Staying the Course
Fremont County, Idaho, Demonstrates That
Perseverance Pays Off
Friends,
This month marks the 199th birthday of John C. Fremont, "The Great Pathfinder" of the West. Although much of the Oregon Trail that he helped map in his famed 1840s expeditions with Kit Carson has long since gone the way of the superhighway, Fremont would still recognize most of the remarkable landscape in the Idaho county that bears his name.
Fremont County, Idaho, has been hard at work for the last several years to protect its open space and natural resources. We were delighted to learn recently that it has been awarded a major grant to bolster conservation efforts in this important gateway to Yellowstone National Park. The $1.5 million grant from the U.S. Department of Housing and Urban Development (HUD) will help Fremont and neighboring counties develop a plan for sustainable development in the region.
"Fremont County stepped into a leadership role by sponsoring this initiative and inviting neighboring counties, communities, and federal agencies to participate," says Jan Brown, executive director of the Yellowstone Business Partnership who spearheaded the initial effort to secure the grant from HUD.
It is also a tribute to Fremont County's dogged dedication to develop and implement a vision for the county that preserves its resources, integrity, and rural values.
Community Organizing at its Best
Located in southern Idaho, in the eastern corner bordering Montana and Wyoming, Fremont County has it all. With features ranging from mountains and meadows, to sagebrush steppes, sand dunes, lodgepole pine forests, volcanic highlands, and working farms, the county has some of the most diverse and drop-dead gorgeous scenery in the West. Its history is rich with the adventures of early western exploration and pioneering. Today's residents and visitors enjoy blue-ribbon trout fishing and other outdoor recreational opportunities on the doorstep of Yellowstone.
Like many other counties in the Intermountain West, Fremont County experienced the kind of rapid growth starting in the 1970s and peaking in the late 1990s that threatened to degrade the very attributes that made it so attractive. A century after becoming the state's first county, Fremont County saw its farmland, ranches, and private forest land transforming into summer-home subdivisions and retail strip developments, particularly in the Island Park area adjacent to the national park.
Amid rising tensions and frustration about how their lower elevation communities were changing, county commissioners decided in 2005 to begin the process of updating Fremont's 12- year-old Comprehensive Plan, the document that sets the county's long-term vision and goals. In the early 1990s, Fremont County's Comprehensive Plan had received several regional awards because it concentrated development and reflected the active engagement of its citizenry. To repeat this successful model of public involvement, the Henry's Fork Foundation, a local river conservation group, called on the Sonoran Institute to put together a series of community forums on land-use planning and visioning. The rest was classic Sonoran Institute community engagement.

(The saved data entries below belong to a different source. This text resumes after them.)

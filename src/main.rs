use clap::Parser;
use user_registry::cli::{self, Cli, Command};

#[tokio::main]
async fn main() -> anyhow::Result<()> {
    let cli = Cli::parse();

    match cli.command {
        Command::Validate(args) => cli::validate::run(args).await,
        Command::Import(args) => cli::import::run(args).await,
    }
}
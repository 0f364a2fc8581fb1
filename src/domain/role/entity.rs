//! Role entity

use serde::{Deserialize, Serialize};

use crate::domain::storage::{StorageEntity, StorageKey};

/// Role identifier
#[derive(Debug, Clone, Copy, PartialEq, Eq, Hash, PartialOrd, Ord, Serialize, Deserialize)]
#[serde(transparent)]
pub struct RoleId(i32);

impl RoleId {
    pub fn new(id: i32) -> Self {
        Self(id)
    }

    pub fn value(&self) -> i32 {
        self.0
    }
}

impl std::fmt::Display for RoleId {
    fn fmt(&self, f: &mut std::fmt::Formatter<'_>) -> std::fmt::Result {
        write!(f, "{}", self.0)
    }
}

impl StorageKey for RoleId {
    fn storage_key(&self) -> String {
        self.0.to_string()
    }
}

/// A role users are assigned to
#[derive(Debug, Clone, PartialEq, Eq, Serialize, Deserialize)]
pub struct Role {
    id: RoleId,
    name: String,
}

impl Role {
    pub fn new(id: RoleId, name: impl Into<String>) -> Self {
        Self {
            id,
            name: name.into(),
        }
    }

    pub fn id(&self) -> RoleId {
        self.id
    }

    pub fn name(&self) -> &str {
        &self.name
    }
}

impl StorageEntity for Role {
    type Key = RoleId;
    const KIND: &'static str = "role";

    fn key(&self) -> &Self::Key {
        &self.id
    }
}

#[cfg(test)]
mod tests {
    use super::*;

    #[test]
    fn test_role_json() {
        let role: Role = serde_json::from_str(r#"{"id": 2, "name": "customer"}"#).unwrap();
        assert_eq!(role.id(), RoleId::new(2));
        assert_eq!(role.name(), "customer");
        assert_eq!(role.key().storage_key(), "2");
    }
}
use tracing_subscriber::{
    fmt::{self, format::FmtSpan},
    layer::SubscriberExt,
    util::SubscriberInitExt,
    EnvFilter,
};

use crate::config::{LogFormat, LoggingConfig};

/// Install the global subscriber; `RUST_LOG` overrides the configured level
pub fn init_logging(config: &LoggingConfig) {
    let filter = EnvFilter::try_from_default_env()
        .unwrap_or_else(|_| EnvFilter::new(&config.level));

    let result = match config.format {
        LogFormat::Json => tracing_subscriber::registry()
            .with(filter)
            .with(
                fmt::layer()
                    .json()
                    .with_writer(std::io::stderr)
                    .with_span_events(FmtSpan::CLOSE),
            )
            .try_init(),
        LogFormat::Pretty => tracing_subscriber::registry()
            .with(filter)
            .with(
                fmt::layer()
                    .pretty()
                    .with_target(true)
                    .with_writer(std::io::stderr)
                    .with_span_events(FmtSpan::CLOSE),
            )
            .try_init(),
    };

    if result.is_ok() {
        tracing::debug!("Logging initialized with level: {}", config.level);
    }
}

"The Sonoran Institute was really instrumental in helping to facilitate and guide those forums over a three-year period," says Kim Ragotzkie, stewardship director of Henry's Fork Foundation and a newly appointed member of the Fremont County Planning and Zoning Commission. "The forums really brought a lot of people out to realize that they had many of the same concerns - like wanting to see the natural beauty of this place protected - even though they might not agree on how to get there. The Comprehensive Plan very much grew out of the dialogue that the forums opened."
"Energy and persistence conquer all things." (Benjamin Franklin)
Building consensus and common goals in a county the size of Delaware is no small feat, but Fremont County stuck to it, ultimately adopting a very good and widely supported Comprehensive Plan in 2008. They then persevered through the often rancorous process of creating the Development Code that governs the plan's implementation. The most significant outcome was the new requirement that subdivisions protect 65 percent of the most sensitive land on the property. Not the 80 percent that some had hoped for, but still a far more rigorous standard than in most similar counties.
The recent grant announcement is a welcome sign that the county not only continues to make progress but, together with neighboring Idaho counties and Teton County, Wyoming, is building momentum toward coordinated regional sustainable development and smart growth.
"This initiative is significant because it means we will be collaborating regionally and across state boundaries to create a plan that will guide sustainable development in communities for years to come," says Jan Brown of the Yellowstone Business Partnership.
Like the long-ago expeditions of its namesake, Fremont County's experience reminds us that the journey of community conservation can be long and arduous. But for those who stay the course, it can also be the path to tangible results, community prosperity, and long-term rewards.